The `find_sim` function takes a query word and calculates its cosine similarity (via dot product, since vectors are normalized) with every other word in the vocabulary.

In [9]:
def find_sim(word_representations, query):
    # Check if the query word is in our vocabulary
    if query not in word_representations:
        print("'%s' is not in vocabulary" % query)
        return None
    
    # Dictionary to store similarity scores for all other words
    scores={}
    # Iterate through every word in the vocabulary
    for word in word_representations:
        # Calculate the cosine similarity (dot product of normalized vectors)
        cosine=dictionary_dot_product(word_representations[query], word_representations[word])
        # Store the score
        scores[word]=cosine
    return scores

#### 7.3 Finding Nearest Neighbors

This function, `find_nearest_neighbors`, ties everything together. It uses `find_sim` to get all similarity scores for a query word, then sorts them in descending order to find the `K` most similar words (the "nearest neighbors") and prints them.

In [10]:
# Find the K words with highest cosine similarity to a query in a set of word_representations
def find_nearest_neighbors(word_representations, query, K):
    # Get similarity scores for the query against all words
    scores=find_sim(word_representations, query)
    # If scores were calculated successfully
    if scores != None:
        # Sort the scores dictionary by value in descending order
        sorted_x = sorted(scores.items(), key=operator.itemgetter(1), reverse=True)
        # Print the top K most similar words and their scores
        for idx, (k, v) in enumerate(sorted_x[:K]):
            print("%s\t%s\t%.5f" % (idx,k,v))

### 8. Initial Model Run (Without TF-IDF)

Now we run the pipeline using the `count_directional_context` strategy. We create the vocabulary, count the contexts, and normalize the vectors.

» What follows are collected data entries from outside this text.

//! Telemetry module
//!
//! Logging and metrics

mod logging;
mod metrics;

pub use self::logging::{init_logging, LogFormat};
pub use self::metrics::{
    increment, init_metrics_exporter, record_denial, set_decimal_gauge, set_gauge, CounterMetric,
    GaugeMetric,
};

use crate::config::TelemetryConfig;

/// Initialize all telemetry subsystems
pub fn init_telemetry(config: &TelemetryConfig) -> anyhow::Result<()> {
    init_logging(&config.log_level, config.log_format)?;

    if let Some(port) = config.metrics_port {
        init_metrics_exporter(port)?;
    }

    Ok(())
}
//! CLI interface for tradeguard
//!
//! Provides subcommands for:
//! - `simulate`: Replay a price path through the strategy and paper broker
//! - `breakeven-demo`: Step through the breakeven stop logic on a scripted path
//! - `check`: Validate the configuration and print the effective limits

mod check;
mod demo;
mod simulate;

pub use check::CheckArgs;
pub use demo::{BreakevenDemoArgs, DemoSide};
pub use simulate::SimulateArgs;

use clap::{Parser, Subcommand};

#[derive(Parser, Debug)]
#[command(name = "tradeguard")]
#[command(about = "Risk gating, position sizing and auto-breakeven stops for futures strategies")]
#[command(version)]
pub struct Cli {
    #[command(subcommand)]
    pub command: Commands,

    /// Path to configuration file
    #[arg(short, long, default_value = "config.toml")]
    pub config: String,
}

#[derive(Subcommand, Debug)]
pub enum Commands {
    /// Replay a price path through the strategy
    Simulate(SimulateArgs),
    /// Demonstrate breakeven stop management
    BreakevenDemo(BreakevenDemoArgs),
    /// Validate configuration and show effective settings
    Check(CheckArgs),
}
//! Rolling-window momentum entry signal
//!
//! Momentum is the relative move between the first and last price of the
//! lookback window: `(last - first) / first`. Above `threshold` signals a long
//! entry, below `-threshold` a short one.

use chrono::{DateTime, Utc};
use rust_decimal::Decimal;
use rust_decimal_macros::dec;
use serde::{Deserialize, Serialize};
use std::collections::VecDeque;

use super::Signal;
use crate::error::ConfigError;
use crate::types::Side;

/// Prices retained by the rolling buffer
pub const HISTORY_CAPACITY: usize = 100;

/// Configuration for momentum detection
#[derive(Debug, Clone, PartialEq, Serialize, Deserialize)]
#[serde(default)]
pub struct MomentumConfig {
    /// Prices spanned by the momentum calculation (default: 20)
    pub lookback: usize,
    /// Prices required before any signal (default: 50)
    pub min_history: usize,
    /// Minimum relative move (default: 0.2%)
    pub threshold: Decimal,
}

impl Default for MomentumConfig {
    fn default() -> Self {
        Self {
            lookback: 20,
            min_history: 50,
            threshold: dec!(0.002),
        }
    }
}

impl MomentumConfig {
    /// Both windows must fit in the rolling buffer, or no signal is ever produced
    pub fn validate(&self) -> Result<(), ConfigError> {
        if !(2..=HISTORY_CAPACITY).contains(&self.lookback) {
            return Err(ConfigError::CountOutOfRange {
                field: "momentum_lookback",
                value: self.lookback,
                min: 2,
                max: HISTORY_CAPACITY,
            });
        }
        if self.min_history > HISTORY_CAPACITY {
            return Err(ConfigError::CountOutOfRange {
                field: "min_history",
                value: self.min_history,
                min: 0,
                max: HISTORY_CAPACITY,
            });
        }
        if self.threshold <= Decimal::ZERO {
            return Err(ConfigError::NonPositive {
                field: "momentum_threshold",
                value: self.threshold,
            });
        }
        Ok(())
    }
}

/// Momentum detector over a bounded price history
#[derive(Debug, Clone)]
pub struct MomentumSignal {
    config: MomentumConfig,
    prices: VecDeque<Decimal>,
}

impl MomentumSignal {
    pub fn new(config: MomentumConfig) -> Self {
        Self {
            config,
            prices: VecDeque::with_capacity(HISTORY_CAPACITY),
        }
    }

    pub fn config(&self) -> &MomentumConfig {
        &self.config
    }

    /// Add a price observation, evicting the oldest beyond capacity
    pub fn update(&mut self, price: Decimal) {
        if self.prices.len() == HISTORY_CAPACITY {
            self.prices.pop_front();
        }
        self.prices.push_back(price);
    }

    /// Whether enough history has accumulated to signal
    pub fn is_ready(&self) -> bool {
        self.prices.len() >= self.config.min_history.max(2)
    }

    pub fn sample_count(&self) -> usize {
        self.prices.len()
    }

    /// Current momentum over the lookback window
    pub fn momentum(&self) -> Option<Decimal> {
        if !self.is_ready() {
            return None;
        }
        let window = self.config.lookback.clamp(2, self.prices.len());
        let first = *self.prices.get(self.prices.len() - window)?;
        let last = *self.prices.back()?;
        if first.is_zero() {
            return None;
        }
        Some((last - first) / first)
    }

    /// Signal for the latest price, if momentum clears the threshold
    pub fn detect(&self, timestamp: DateTime<Utc>) -> Option<Signal> {
        let momentum = self.momentum()?;
        let side = if momentum > self.config.threshold {
            Side::Long
        } else if momentum < -self.config.threshold {
            Side::Short
        } else {
            return None;
        };

        let price = *self.prices.back()?;
        tracing::debug!(%side, %momentum, %price, "Momentum signal");
        Some(Signal {
            side,
            price,
            momentum,
            timestamp,
        })
    }
}

#[cfg(test)]
mod tests {
    use super::*;

    fn detector(lookback: usize, min_history: usize) -> MomentumSignal {
        MomentumSignal::new(MomentumConfig {
            lookback,
            min_history,
            threshold: dec!(0.002),
        })
    }

    #[test]
    fn test_not_ready_without_history() {
        let mut signal = detector(5, 10);
        for _ in 0..9 {
            signal.update(dec!(100));
        }
        assert!(!signal.is_ready());
        assert!(signal.detect(Utc::now()).is_none());

        signal.update(dec!(100));
        assert!(signal.is_ready());
    }

    #[test]
    fn test_long_signal_on_rise() {
        let mut signal = detector(3, 3);
        for price in [dec!(100), dec!(100.1), dec!(100.5)] {
            signal.update(price);
        }
        let detected = signal.detect(Utc::now()).unwrap();
        assert_eq!(detected.side, Side::Long);
        assert_eq!(detected.price, dec!(100.5));
        assert_eq!(detected.momentum, dec!(0.005));
    }

    #[test]
    fn test_short_signal_on_fall() {
        let mut signal = detector(3, 3);
        for price in [dec!(100), dec!(99.9), dec!(99.5)] {
            signal.update(price);
        }
        assert_eq!(signal.detect(Utc::now()).unwrap().side, Side::Short);
    }

    #[test]
    fn test_flat_prices_no_signal() {
        let mut signal = detector(3, 3);
        for price in [dec!(100), dec!(100.1), dec!(100.2)] {
            signal.update(price);
        }
        // 0.2% exactly is not above the threshold
        assert_eq!(signal.momentum(), Some(dec!(0.002)));
        assert!(signal.detect(Utc::now()).is_none());
    }

    #[test]
    fn test_lookback_uses_recent_window() {
        let mut signal = detector(2, 3);
        for price in [dec!(50), dec!(100), dec!(100)] {
            signal.update(price);
        }
        // Only the last two prices count
        assert_eq!(signal.momentum(), Some(dec!(0)));
    }

    #[test]
    fn test_config_windows_must_fit_history() {
        assert!(MomentumConfig::default().validate().is_ok());

        let too_long = MomentumConfig {
            min_history: HISTORY_CAPACITY + 50,
            ..Default::default()
        };
        assert_eq!(
            too_long.validate(),
            Err(ConfigError::CountOutOfRange {
                field: "min_history",
                value: 150,
                min: 0,
                max: HISTORY_CAPACITY,
            })
        );

        for lookback in [0, 1, HISTORY_CAPACITY + 1] {
            let config = MomentumConfig {
                lookback,
                ..Default::default()
            };
            assert!(config.validate().is_err(), "lookback={lookback}");
        }
    }

    #[test]
    fn test_capacity_bound() {
        let mut signal = detector(20, 50);
        for i in 0..250u32 {
            signal.update(Decimal::from(i));
        }
        assert_eq!(signal.sample_count(), HISTORY_CAPACITY);
    }
}
//! Auto-breakeven and trailing stop management

mod config;
mod manager;

pub use config::{BreakevenConfig, MAX_STEPS};
pub use manager::{
    BreakevenEvent, BreakevenManager, BreakevenState, BreakevenStatus, TrackedStatus,
};
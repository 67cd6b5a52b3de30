//! Market data feed module
//!
//! Delivers last-trade ticks to the strategy

mod scripted;
mod types;

pub use scripted::ScriptedFeed;
pub use types::Tick;

use async_trait::async_trait;
use tokio::sync::mpsc;

/// Trait for market feed implementations
#[async_trait]
pub trait MarketFeed: Send + Sync {
    /// Subscribe to tick updates; the channel closes when the feed ends
    async fn subscribe(&self) -> anyhow::Result<mpsc::Receiver<Tick>>;
}
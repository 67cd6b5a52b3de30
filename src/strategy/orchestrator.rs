//! Per-tick trading loop
//!
//! Each tick runs, in order: daily rollover, gateway market update and event
//! sync, breakeven stop management, then the entry path (signal, risk gate,
//! entry throttle, sizing, dollar-risk check, order).

use chrono::{DateTime, Local, NaiveDate, Utc};
use rust_decimal::Decimal;
use std::future::Future;
use std::sync::Arc;

use super::{StrategyEvent, StrategyStats};
use crate::breakeven::{BreakevenConfig, BreakevenEvent, BreakevenManager};
use crate::config::{Config, StrategyConfig};
use crate::error::ConfigError;
use crate::execution::{BrokerEvent, Fill, OrderAction, OrderGateway, OrderId, OrderRequest};
use crate::feed::{MarketFeed, Tick};
use crate::risk::{
    DenialReason, PositionSizer, RiskEvent, RiskLimits, RiskManager, TradeDecision,
};
use crate::signal::{MomentumSignal, Signal};
use crate::telemetry::{self, CounterMetric, GaugeMetric};
use crate::types::{InstrumentSpec, Side};

const SIGNAL_NAME: &str = "MOMENTUM";

#[derive(Debug, Clone)]
struct PendingEntry {
    order_id: OrderId,
    side: Side,
    stop: Decimal,
}

#[derive(Debug, Clone)]
struct OpenTrade {
    side: Side,
    quantity: u32,
    entry_price: Decimal,
    stop_order: Option<OrderId>,
    target_order: Option<OrderId>,
}

/// Single-instrument strategy driven by market ticks
pub struct Strategy<G: OrderGateway> {
    instrument: InstrumentSpec,
    config: StrategyConfig,
    risk: RiskManager,
    sizer: PositionSizer,
    breakeven: BreakevenManager,
    signal: MomentumSignal,
    gateway: Arc<G>,
    pending_entry: Option<PendingEntry>,
    position: Option<OpenTrade>,
    exit_pending: bool,
    trading_day: Option<NaiveDate>,
    last_price: Option<Decimal>,
    last_entry_at: Option<DateTime<Utc>>,
    stats: StrategyStats,
    events: Vec<StrategyEvent>,
}
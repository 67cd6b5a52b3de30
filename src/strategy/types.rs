//! Strategy types

use chrono::NaiveDate;
use rust_decimal::Decimal;
use serde::{Deserialize, Serialize};

use crate::risk::{DenialReason, RiskEvent};
use crate::types::Side;

/// Notable strategy lifecycle events, drained with `Strategy::take_events`
#[derive(Debug, Clone, PartialEq, Serialize, Deserialize)]
pub enum StrategyEvent {
    /// Local trading day changed and daily risk metrics were reset
    DailyReset { date: NaiveDate },
    /// Entry order sent after passing the risk gate
    EntrySubmitted {
        side: Side,
        quantity: u32,
        price: Decimal,
        stop: Decimal,
    },
    /// Entry filled and protective stop (and target, if configured) placed
    PositionOpened {
        side: Side,
        quantity: u32,
        entry_price: Decimal,
        stop: Decimal,
        target: Option<Decimal>,
    },
    /// Breakeven manager moved the stop
    StopMoved { step: usize, stop: Decimal },
    /// Position closed with realized P&L
    PositionClosed {
        side: Side,
        quantity: u32,
        exit_price: Decimal,
        pnl: Decimal,
    },
    /// Entry rejected by the risk gate or sizer
    TradeDenied { reason: DenialReason },
    /// Position closed at market outside the stop
    Flattened { reason: String },
    /// Risk manager notification
    Risk(RiskEvent),
}

/// Running counters for a strategy session
#[derive(Debug, Clone, Default, PartialEq, Serialize, Deserialize)]
pub struct StrategyStats {
    pub ticks: u64,
    pub entries: u32,
    pub trades_closed: u32,
    pub wins: u32,
    pub losses: u32,
    pub realized_pnl: Decimal,
    pub stop_adjustments: u32,
    pub step_activations: u32,
    pub denials: u32,
}

impl StrategyStats {
    /// Share of closed trades with positive P&L, in percent
    pub fn win_rate(&self) -> Decimal {
        if self.trades_closed == 0 {
            return Decimal::ZERO;
        }
        Decimal::from(self.wins) * Decimal::ONE_HUNDRED / Decimal::from(self.trades_closed)
    }
}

Explore the difference between `count_unigram_context` and `count_directional_context` for determining what counts as "context".  `count_unigram_context` counts an individual unigram in the bag of words around a target as a "context" variable, while `count_directional_context` counts the sequence of words before and after the word as a single "context"--and specifies the direction it occurs (to the left or right of the word).

In [11]:
# Step 1: Initialize the vocabulary and word representation structure
word_representations=create_vocab(wiki_data)
# Step 2: Populate the structure with directional context counts
count_directional_context(wiki_data, word_representations)
# Step 3: Normalize the context vectors for cosine similarity calculation
normalize(word_representations)

#### 8.1 Nearest Neighbors for "actor"

Let's test our model by finding the nearest neighbors for the word "actor". The results show other professions, which is a good sign that the model is capturing semantic relationships.

In [12]:
find_nearest_neighbors(word_representations, "actor", 10)

0	actor	1.00000
1	politician	0.54099
2	actress	0.52242
3	cricketer	0.42361
4	artist	0.40005
5	writer	0.38234
6	cyclist	0.36833
7	musician	0.33385
8	diplomat	0.32010
9	poet	0.31124


### 9. Interpreting Similarity

The `find_shared_contexts` function helps us understand *why* two words are considered similar. It finds the common contexts between two words and calculates how much each shared context contributes to their total cosine similarity score (which is the product of their values in the normalized vectors). It then prints the contexts with the highest contribution.

In [13]:
# Let's find the contexts shared between two words that have the most contribution
# to the cosine similarity

def find_shared_contexts(word_representations, query1, query2, K):
    # Check if the first query word is in our vocabulary
    if query1 not in word_representations:
        print("'%s' is not in vocabulary" % query1)
        return None
    
    # Check if the second query word is in our vocabulary
    if query2 not in word_representations:
        print("'%s' is not in vocabulary" % query2)
        return None
    
    # Dictionary to store the contribution of each shared context
    context_scores={}
    dict1=word_representations[query1]
    dict2=word_representations[query2]
    
    # Iterate through the contexts of the first word
    for key in dict1:
        # If the context is also present for the second word
        if key in dict2:
            # The contribution to the dot product is the product of their values
            score=dict1[key]*dict2[key]
            context_scores[key]=score

    # Sort the contexts by their contribution score in descending order
    sorted_x = sorted(context_scores.items(), key=operator.itemgetter(1), reverse=True)
    # Print the top K shared contexts
    for idx, (k, v) in enumerate(sorted_x[:K]):
        print("%s\t%s\t%.5f" % (idx,k,v))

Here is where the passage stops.